▶ [TASK DESCRIPTION]
All lines in the data bearing the string "util" should be identified and copied.

▶ [SUPPLIED MATERIAL]
use std::sync::Arc;

use axum::{extract::DefaultBodyLimit, Router};
use tower_http::{cors::CorsLayer, services::ServeDir, trace::TraceLayer};
use utoipa_swagger_ui::SwaggerUi;

use crate::server::{
    config::Config,
    error::AppError,
    producer::{DisabledProducer, EventProducer, KafkaRestProducer},
    router,
    state::AppState,
    storage::{AvatarStorage, AVATAR_FOLDER},
    util,
};

/// Largest accepted request body, sized for avatar uploads.
const MAX_BODY_BYTES: usize = 10 * 1024 * 1024;

/// Connects to the database and runs pending migrations.
pub async fn connect_to_database(config: &Config) -> Result<sea_orm::DatabaseConnection, AppError> {
    use migration::{Migrator, MigratorTrait};
    use sea_orm::{ConnectOptions, Database};

    let mut opt = ConnectOptions::new(&config.database_url);
    opt.sqlx_logging(false);

    let db = Database::connect(opt).await?;

    Migrator::up(&db, None).await?;

    Ok(db)
}

/// Builds the HTTP client used for object storage and the event proxy.
///
/// Redirects are not followed.
pub fn setup_reqwest_client() -> Result<reqwest::Client, AppError> {
    let client = reqwest::ClientBuilder::new()
        .redirect(reqwest::redirect::Policy::none())
        .build()?;

    Ok(client)
}

/// Selects the event producer: the Kafka REST proxy when configured, otherwise the
/// disabled producer.
pub fn setup_producer(
    config: &Config,
    client: reqwest::Client,
) -> Result<Arc<dyn EventProducer>, AppError> {
    let Some(kafka_rest_url) = &config.kafka_rest_url else {
        tracing::warn!("KAFKA_REST_URL not set, events will not be published");
        return Ok(Arc::new(DisabledProducer));
    };

    let base_url = util::url::parse_base_url("KAFKA_REST_URL", kafka_rest_url)?;

    Ok(Arc::new(KafkaRestProducer::new(client, base_url)))
}

/// Selects the avatar storage: object storage when configured, otherwise the local upload
/// directory.
pub fn setup_avatar_storage(
    config: &Config,
    client: reqwest::Client,
) -> Result<AvatarStorage, AppError> {
    let Some(object_storage_url) = &config.object_storage_url else {
        return Ok(AvatarStorage::Local {
            upload_dir: config.upload_dir.clone(),
        });
    };

    let bucket_url = util::url::parse_base_url("OBJECT_STORAGE_URL", object_storage_url)?;

    Ok(AvatarStorage::Object { client, bucket_url })
}

/// Assembles the application: API routes, static avatar files, Swagger UI and the
/// middleware layers shared by every route.
///
/// # Arguments
/// - `state` - Shared application state
/// - `config` - Configuration providing the local upload directory
pub fn build_app(state: AppState, config: &Config) -> Router {
    let (api, openapi) = router::router();

    api.merge(SwaggerUi::new("/swagger-ui").url("/api-docs/openapi.json", openapi))
        .nest_service(
            "/files/avatar",
            ServeDir::new(config.upload_dir.join(AVATAR_FOLDER)),
        )
        .layer(DefaultBodyLimit::max(MAX_BODY_BYTES))
        .layer(CorsLayer::permissive())
        .layer(TraceLayer::new_for_http())
        .with_state(state)
}
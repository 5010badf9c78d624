//! Registry of live websocket connections.
//!
//! Each connection is registered under the id of the entity it belongs to (a diarist id).
//! One entity may hold several connections, e.g. two open devices, and every frame emitted
//! to the entity is delivered to all of them.

use std::{
    collections::HashMap,
    sync::{
        atomic::{AtomicU64, Ordering},
        Arc,
    },
};

use serde::Serialize;
use tokio::sync::{mpsc, RwLock};

use crate::server::error::{internal::InternalError, AppError};

/// Identifies a single registered connection.
#[derive(Debug, Clone, PartialEq, Eq)]
pub struct ConnectionHandle {
    pub entity_id: String,
    connection_id: u64,
}

/// JSON text frame sent to connected clients.
#[derive(Debug, Serialize)]
struct EventFrame<'a, T> {
    event: &'a str,
    data: &'a T,
}

type Connections = HashMap<String, HashMap<u64, mpsc::UnboundedSender<String>>>;

/// Process-local connection registry shared through application state.
#[derive(Clone, Default)]
pub struct ConnectionRegistry {
    connections: Arc<RwLock<Connections>>,
    next_connection_id: Arc<AtomicU64>,
}

impl ConnectionRegistry {
    pub fn new() -> Self {
        Self::default()
    }

    /// Registers a new connection for an entity.
    ///
    /// # Returns
    /// - `ConnectionHandle` - Pass to `unregister` once the socket closes
    /// - `UnboundedReceiver<String>` - Serialized frames emitted to the entity
    pub async fn register(
        &self,
        entity_id: &str,
    ) -> (ConnectionHandle, mpsc::UnboundedReceiver<String>) {
        let connection_id = self.next_connection_id.fetch_add(1, Ordering::Relaxed);
        let (sender, receiver) = mpsc::unbounded_channel();

        self.connections
            .write()
            .await
            .entry(entity_id.to_string())
            .or_default()
            .insert(connection_id, sender);

        tracing::debug!("Registered connection {} for {}", connection_id, entity_id);

        (
            ConnectionHandle {
                entity_id: entity_id.to_string(),
                connection_id,
            },
            receiver,
        )
    }

    /// Removes a connection. Entities without connections left are dropped entirely.
    pub async fn unregister(&self, handle: &ConnectionHandle) {
        let mut connections = self.connections.write().await;

        if let Some(entity_connections) = connections.get_mut(&handle.entity_id) {
            entity_connections.remove(&handle.connection_id);
            if entity_connections.is_empty() {
                connections.remove(&handle.entity_id);
            }
        }

        tracing::debug!(
            "Unregistered connection {} for {}",
            handle.connection_id,
            handle.entity_id
        );
    }

    /// Whether the entity currently holds at least one connection.
    pub async fn has_connection(&self, entity_id: &str) -> bool {
        self.connections
            .read()
            .await
            .get(entity_id)
            .is_some_and(|entity_connections| !entity_connections.is_empty())
    }

    /// Sends an event to every connection of an entity.
    ///
    /// Connections whose receiving side is gone are pruned.
    ///
    /// # Arguments
    /// - `entity_id` - Id of the receiving entity
    /// - `event` - Event name, e.g. `schedule:canceled`
    /// - `data` - Payload serialized into the frame's `data` field
    ///
    /// # Returns
    /// - `Ok(usize)` - Number of connections the frame was delivered to
    /// - `Err(AppError::InternalErr(EventSerialization))` - Payload could not be serialized
    pub async fn emit<T: Serialize>(
        &self,
        entity_id: &str,
        event: &str,
        data: &T,
    ) -> Result<usize, AppError> {
        let frame = serde_json::to_string(&EventFrame { event, data }).map_err(|source| {
            InternalError::EventSerialization {
                event: event.to_string(),
                source,
            }
        })?;

        let mut connections = self.connections.write().await;
        let Some(entity_connections) = connections.get_mut(entity_id) else {
            return Ok(0);
        };

        entity_connections.retain(|_, sender| sender.send(frame.clone()).is_ok());
        let delivered = entity_connections.len();

        if entity_connections.is_empty() {
            connections.remove(entity_id);
        }

        Ok(delivered)
    }
}
use axum::{
    extract::{
        ws::{rejection::WebSocketUpgradeRejection, Message, WebSocket, WebSocketUpgrade},
        Query, State,
    },
    http::{header::AUTHORIZATION, HeaderMap},
    response::{IntoResponse, Response},
};
use futures::{SinkExt, StreamExt};
use serde::Deserialize;
use utoipa::IntoParams;

use crate::{
    model::api::ErrorDto,
    server::{
        error::{auth::AuthError, AppError},
        middleware::auth::AuthGuard,
        model::diarist::Diarist,
        realtime::ConnectionRegistry,
        state::AppState,
    },
};

/// Tag for grouping realtime endpoints in OpenAPI documentation
pub static REALTIME_TAG: &str = "realtime";

#[derive(Deserialize, IntoParams)]
pub struct ConnectParams {
    /// Session token, for clients that cannot set headers on websocket requests.
    pub token: Option<String>,
}

/// Open a live event connection for the authenticated diarist.
///
/// The token is read from the `Authorization` header, or from the `token` query parameter
/// when the header is absent. Events arrive as JSON text frames
/// `{ "event": "...", "data": ... }`.
///
/// # Returns
/// - `101 Switching Protocols` - Connection upgraded
/// - `401 Unauthorized` - Not authenticated as a diarist
#[utoipa::path(
    get,
    path = "/ws",
    tag = REALTIME_TAG,
    params(ConnectParams),
    responses(
        (status = 101, description = "Switched to websocket"),
        (status = 401, description = "Not authenticated", body = ErrorDto)
    ),
)]
pub async fn connect(
    State(state): State<AppState>,
    Query(params): Query<ConnectParams>,
    headers: HeaderMap,
    ws: Result<WebSocketUpgrade, WebSocketUpgradeRejection>,
) -> Result<Response, AppError> {
    let guard = AuthGuard::new(&state.db, &state.session_tokens);

    let diarist: Diarist = match (headers.get(AUTHORIZATION), params.token.as_deref()) {
        (Some(value), _) => {
            let value = value
                .to_str()
                .map_err(|_| AuthError::MalformedAuthorizationHeader)?;
            guard.require(Some(value)).await?
        }
        (None, Some(token)) => guard.require_token(token).await?,
        (None, None) => return Err(AuthError::MissingAuthorizationHeader.into()),
    };

    // Authentication failures take precedence over upgrade failures
    let ws = match ws {
        Ok(ws) => ws,
        Err(rejection) => return Ok(rejection.into_response()),
    };

    let connections = state.connections.clone();

    Ok(ws
        .on_upgrade(move |socket| forward_events(socket, connections, diarist.id))
        .into_response())
}

/// Forwards frames emitted to the diarist until either side closes.
async fn forward_events(socket: WebSocket, connections: ConnectionRegistry, diarist_id: String) {
    let (handle, mut events) = connections.register(&diarist_id).await;
    let (mut sender, mut receiver) = socket.split();

    loop {
        tokio::select! {
            frame = events.recv() => {
                let Some(frame) = frame else { break };
                if sender.send(Message::Text(frame.into())).await.is_err() {
                    break;
                }
            }
            message = receiver.next() => {
                match message {
                    Some(Ok(Message::Close(_))) | Some(Err(_)) | None => break,
                    // Clients only listen; anything else they send is ignored
                    Some(Ok(_)) => {}
                }
            }
        }
    }

    connections.unregister(&handle).await;
}
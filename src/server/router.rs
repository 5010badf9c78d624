use axum::Router;
use utoipa::OpenApi;
use utoipa_axum::{router::OpenApiRouter, routes};

use crate::server::{
    controller::{address, backoffice, diarist, schedule, websocket},
    docs::ApiDoc,
    state::AppState,
};

/// Builds the API routes together with the OpenAPI document describing them.
pub fn router() -> (Router<AppState>, utoipa::openapi::OpenApi) {
    OpenApiRouter::with_openapi(ApiDoc::openapi())
        .routes(routes!(backoffice::get_session))
        .routes(routes!(backoffice::refresh_session))
        .routes(routes!(backoffice::update_diarist_avatar))
        .routes(routes!(diarist::update_own_avatar))
        .routes(routes!(address::list_addresses))
        .routes(routes!(address::get_address, address::update_address))
        .routes(routes!(schedule::cancel_schedule))
        .routes(routes!(websocket::connect))
        .split_for_parts()
}
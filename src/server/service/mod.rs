//! Business logic of the request-level operations.
//!
//! Services borrow the shared resources they need from application state for the duration
//! of one request, validate preconditions against the data layer, perform the mutation and
//! trigger notifications.

pub mod address;
pub mod diarist;
pub mod schedule;
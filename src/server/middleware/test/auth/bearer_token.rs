use super::*;

#[test]
fn extracts_token_after_bearer_scheme() {
    assert_eq!(bearer_token("Bearer abc.def.ghi").unwrap(), "abc.def.ghi");
}

#[test]
fn matches_scheme_case_insensitively() {
    assert_eq!(bearer_token("bearer token").unwrap(), "token");
    assert_eq!(bearer_token("BEARER token").unwrap(), "token");
}

#[test]
fn accepts_runs_of_spaces_and_tabs() {
    assert_eq!(bearer_token("Bearer \t  token").unwrap(), "token");
    assert_eq!(bearer_token("  Bearer\ttoken").unwrap(), "token");
}

#[test]
fn rejects_other_schemes() {
    let result = bearer_token("Basic dXNlcjpwYXNz");

    assert!(matches!(result, Err(AuthError::InvalidScheme(scheme)) if scheme == "Basic"));
}

#[test]
fn rejects_empty_header() {
    assert!(matches!(
        bearer_token(""),
        Err(AuthError::InvalidScheme(_))
    ));
}

#[test]
fn rejects_scheme_without_token() {
    assert!(matches!(bearer_token("Bearer"), Err(AuthError::MissingToken)));
    assert!(matches!(
        bearer_token("Bearer   "),
        Err(AuthError::MissingToken)
    ));
}
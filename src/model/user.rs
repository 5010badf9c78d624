use serde::{Deserialize, Serialize};
use utoipa::ToSchema;

#[derive(Debug, Clone, PartialEq, Serialize, Deserialize, ToSchema)]
pub struct UserDto {
    pub id: String,
    pub name: String,
}
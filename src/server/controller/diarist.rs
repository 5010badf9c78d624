use axum::{
    extract::{Multipart, State},
    http::StatusCode,
    response::IntoResponse,
    Json,
};

use crate::{
    model::{
        api::ErrorDto,
        diarist::{AvatarUploadForm, DiaristAvatarDto},
    },
    server::{
        error::AppError,
        middleware::auth::Authenticated,
        model::diarist::{AvatarUpload, Diarist},
        service::diarist::DiaristService,
        state::AppState,
    },
};

/// Tag for grouping diarist endpoints in OpenAPI documentation
pub static DIARIST_TAG: &str = "diarist";

/// Multipart field carrying the avatar image.
const AVATAR_FIELD: &str = "avatar";

/// Replace the avatar of the authenticated diarist.
///
/// # Access Control
/// - `Diarist` - Only their own avatar
///
/// # Returns
/// - `200 OK` - Public URL of the new avatar
/// - `400 Bad Request` - Missing field, empty file, or not an image
/// - `401 Unauthorized` - Not authenticated as a diarist
/// - `500 Internal Server Error` - Storage or database error
#[utoipa::path(
    put,
    path = "/api/diarists/me/avatar",
    tag = DIARIST_TAG,
    security(("bearer" = [])),
    request_body(content = AvatarUploadForm, content_type = "multipart/form-data"),
    responses(
        (status = 200, description = "Avatar updated", body = DiaristAvatarDto),
        (status = 400, description = "Invalid upload", body = ErrorDto),
        (status = 401, description = "Not authenticated", body = ErrorDto),
        (status = 500, description = "Internal server error", body = ErrorDto)
    ),
)]
pub async fn update_own_avatar(
    State(state): State<AppState>,
    Authenticated(diarist): Authenticated<Diarist>,
    multipart: Multipart,
) -> Result<impl IntoResponse, AppError> {
    let upload = read_avatar_upload(multipart).await?;

    let service = DiaristService::new(&state.db, &state.avatar_storage, &state.public_url);
    let avatar = service.update_avatar(&diarist.id, upload).await?;

    Ok((StatusCode::OK, Json(DiaristAvatarDto { avatar })))
}

/// Reads the `avatar` field of a multipart form, skipping any other field.
///
/// # Returns
/// - `Ok(AvatarUpload)` - File name, content type and bytes of the field
/// - `Err(AppError::BadRequest(_))` - The form has no `avatar` field
/// - `Err(AppError::MultipartErr(_))` - Malformed multipart body
pub async fn read_avatar_upload(mut multipart: Multipart) -> Result<AvatarUpload, AppError> {
    while let Some(field) = multipart.next_field().await? {
        if field.name() != Some(AVATAR_FIELD) {
            continue;
        }

        let original_filename = field.file_name().map(str::to_string);
        let content_type = field.content_type().map(str::to_string);
        let bytes = field.bytes().await?;

        return Ok(AvatarUpload {
            original_filename,
            content_type,
            bytes,
        });
    }

    Err(AppError::BadRequest(format!(
        "Missing '{}' file field",
        AVATAR_FIELD
    )))
}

▶ [TASK ANSWER]
    util,
    let base_url = util::url::parse_base_url("KAFKA_REST_URL", kafka_rest_url)?;
    let bucket_url = util::url::parse_base_url("OBJECT_STORAGE_URL", object_storage_url)?;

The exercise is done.